13 And said unto them, It is written, [585] My house shall be called the house of prayer; [586] but ye have made it a den of thieves.

We instinctively feel that money-changing is inherently less legitimate than any other form of commerce; it pains us to lump them together. Nor is this a purely modern perspective; Augustine argued that there must have been two distinct temple cleaning operations, one of merchants and the other of money-changers. He thought that explained the difference in tone between e.g. "den of thieves" and John's formulation "make not my Father's house a house of merchandise".

I have to say that I don't find this very convincing.

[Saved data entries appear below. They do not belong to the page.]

//! OpenCL kernel synthesis for the warp and merge stages
//!
//! Synthesizers are pure: the same configuration always yields byte-identical
//! source text and work sizes.

pub mod types;
pub mod helpers;
mod warp_fragments;
pub mod warp_kernel;
pub mod merge_kernel;


pub use types::{
    PixelFormat,
    WeightFormat,
    LumaFormat,
    Interpolation,
    GrayscaleMethod,
    WarpKernelConfig,
    WarpKernelConfigBuilder,
    MergeKernelConfig,
    MergeKernelConfigBuilder,
    KernelProgram,
    KernelSynthesizer,
};
pub use warp_kernel::{WARP_KERNEL_NAME, WARP_LOCAL_WORK, WarpKernelSynthesizer};
pub use merge_kernel::{MERGE_KERNEL_NAME, MERGE_LOCAL_WORK, MERGE_PIXELS_PER_ITEM, MergeKernelSynthesizer};
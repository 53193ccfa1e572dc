use std::fs;
use std::path::{Path, PathBuf};

use anyhow::{Context, Result, bail};
use clap::{Args, Parser, Subcommand};
use serde::Deserialize;
use tracing::info;

use loom_stitch_rs::logger;
use loom_stitch_rs::stitching::{
    Interpolation,
    PixelFormat,
    RigMaps,
    SourceCoord,
    StitchConfig,
    StitchPlanner,
    SyntheticRig,
    TableSizing,
};

/// Plans warp and merge tables plus OpenCL kernels for a camera rig.
#[derive(Parser, Debug)]
#[command(name = "loom-stitch", author, version, about)]
struct Cli {
    #[command(subcommand)]
    command: Command,
}

#[derive(Subcommand, Debug)]
enum Command {
    /// Generate tables, kernels and masks into an output directory
    Plan(PlanArgs),
}

#[derive(Args, Debug)]
struct PlanArgs {
    /// Rig description (JSON) pointing at raw map files
    #[arg(long, conflicts_with = "synthetic_cameras", required_unless_present = "synthetic_cameras")]
    rig: Option<PathBuf>,

    /// Build an evenly spaced synthetic rig with this many cameras
    #[arg(long)]
    synthetic_cameras: Option<u32>,

    /// Synthetic panorama width
    #[arg(long, default_value_t = 2048)]
    width: u32,

    /// Synthetic panorama height
    #[arg(long, default_value_t = 1024)]
    height: u32,

    /// Synthetic overlap on each side of a camera strip, in pixels
    #[arg(long, default_value_t = 64)]
    overlap: u32,

    /// Warp table sizing: smallest or largest
    #[arg(long)]
    sizing: Option<TableSizing>,

    /// Camera image format: rgb, rgbx, rgb4 or rgb6
    #[arg(long)]
    input_format: Option<PixelFormat>,

    /// bilinear or bicubic
    #[arg(long)]
    interpolation: Option<Interpolation>,

    /// Output directory
    #[arg(long)]
    out: PathBuf,
}

/// On-disk rig: the stitch configuration plus raw little-endian map files,
/// resolved relative to the rig file.
#[derive(Debug, Deserialize)]
struct RigFile {
    #[serde(flatten)]
    config: StitchConfig,
    valid_map: PathBuf,
    source_map: PathBuf,
    padded_map: Option<PathBuf>,
    default_camera_map: Option<PathBuf>,
}

struct LoadedRig {
    config: StitchConfig,
    valid: Vec<u32>,
    padded: Option<Vec<u32>>,
    sources: Vec<SourceCoord>,
    default_camera: Option<Vec<u8>>,
}

impl LoadedRig {
    fn maps(&self) -> RigMaps<'_> {
        RigMaps {
            valid: &self.valid,
            padded: self.padded.as_deref(),
            sources: &self.sources,
            default_camera: self.default_camera.as_deref(),
        }
    }
}

fn read_bytes(base: &Path, path: &Path) -> Result<Vec<u8>> {
    let path = base.join(path);
    fs::read(&path).with_context(|| format!("failed to read {}", path.display()))
}

fn read_u32_map(base: &Path, path: &Path) -> Result<Vec<u32>> {
    let bytes = read_bytes(base, path)?;
    if bytes.len() % 4 != 0 {
        bail!("{} is not a whole number of u32 values", path.display());
    }
    Ok(bytes
        .chunks_exact(4)
        .map(|b| u32::from_le_bytes([b[0], b[1], b[2], b[3]]))
        .collect())
}

fn read_source_map(base: &Path, path: &Path) -> Result<Vec<SourceCoord>> {
    let bytes = read_bytes(base, path)?;
    if bytes.len() % 8 != 0 {
        bail!("{} is not a whole number of (x, y) f32 pairs", path.display());
    }
    Ok(bytes
        .chunks_exact(8)
        .map(|b| {
            SourceCoord::new(
                f32::from_le_bytes([b[0], b[1], b[2], b[3]]),
                f32::from_le_bytes([b[4], b[5], b[6], b[7]]),
            )
        })
        .collect())
}

fn load_rig(path: &Path) -> Result<LoadedRig> {
    let text = fs::read_to_string(path).with_context(|| format!("failed to read rig {}", path.display()))?;
    let rig: RigFile = serde_json::from_str(&text).with_context(|| format!("invalid rig {}", path.display()))?;
    let base = path.parent().unwrap_or(Path::new("."));

    Ok(LoadedRig {
        valid: read_u32_map(base, &rig.valid_map)?,
        padded: rig.padded_map.as_deref().map(|p| read_u32_map(base, p)).transpose()?,
        sources: read_source_map(base, &rig.source_map)?,
        default_camera: rig.default_camera_map.as_deref().map(|p| read_bytes(base, p)).transpose()?,
        config: rig.config,
    })
}

fn synthetic_rig(args: &PlanArgs, num_cameras: u32) -> Result<LoadedRig> {
    let rig = SyntheticRig::new(num_cameras, args.width, args.height, args.overlap)
        .context("failed to build synthetic rig")?;
    Ok(LoadedRig {
        config: rig.config_builder().build(),
        valid: rig.valid,
        padded: None,
        sources: rig.sources,
        default_camera: Some(rig.default_camera),
    })
}

fn plan(args: PlanArgs) -> Result<()> {
    let mut rig = match (&args.rig, args.synthetic_cameras) {
        (Some(path), _) => load_rig(path)?,
        (None, Some(num_cameras)) => synthetic_rig(&args, num_cameras)?,
        (None, None) => bail!("either --rig or --synthetic-cameras is required"),
    };
    if let Some(sizing) = args.sizing {
        rig.config.table_sizing = sizing;
    }
    if let Some(format) = args.input_format {
        rig.config.input_format = format;
    }
    if let Some(interpolation) = args.interpolation {
        rig.config.interpolation = interpolation;
    }

    let planner = StitchPlanner::new(rig.config.clone());
    info!("Stitch planner initialized");
    info!("Sizing: {:?}", planner.config().table_sizing);

    let plan = planner.plan(&rig.maps()).context("planning failed")?;
    plan.timings.log_summary();

    let files = planner
        .export(&plan, &args.out)
        .with_context(|| format!("failed to export to {}", args.out.display()))?;
    info!(
        "Wrote {} files: {} warp entries, warp global {:?}, merge global {:?}",
        files.len(),
        plan.entry_count(),
        plan.warp_kernel.global_work,
        plan.merge_kernel.global_work
    );
    Ok(())
}

fn main() -> Result<()> {
    logger::init();
    info!("Starting loom-stitch...");

    let cli = Cli::parse();
    match cli.command {
        Command::Plan(args) => plan(args),
    }
}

Why would Jesus drive out the merchants and leave the money-changers alone first time around, if they were so much worse? And since John mentions both, why should he pull his punches? John:

14 And he found in the temple those that sold oxen and sheep and doves, and the changers of money sitting:

15 and he made a scourge of cords, and cast all out of the temple, both the sheep and the oxen; and he poured out the changers' money, and overthrew their tables;

16 and to them that sold the doves he said, Take these things hence; make not my Father's house a house of merchandise.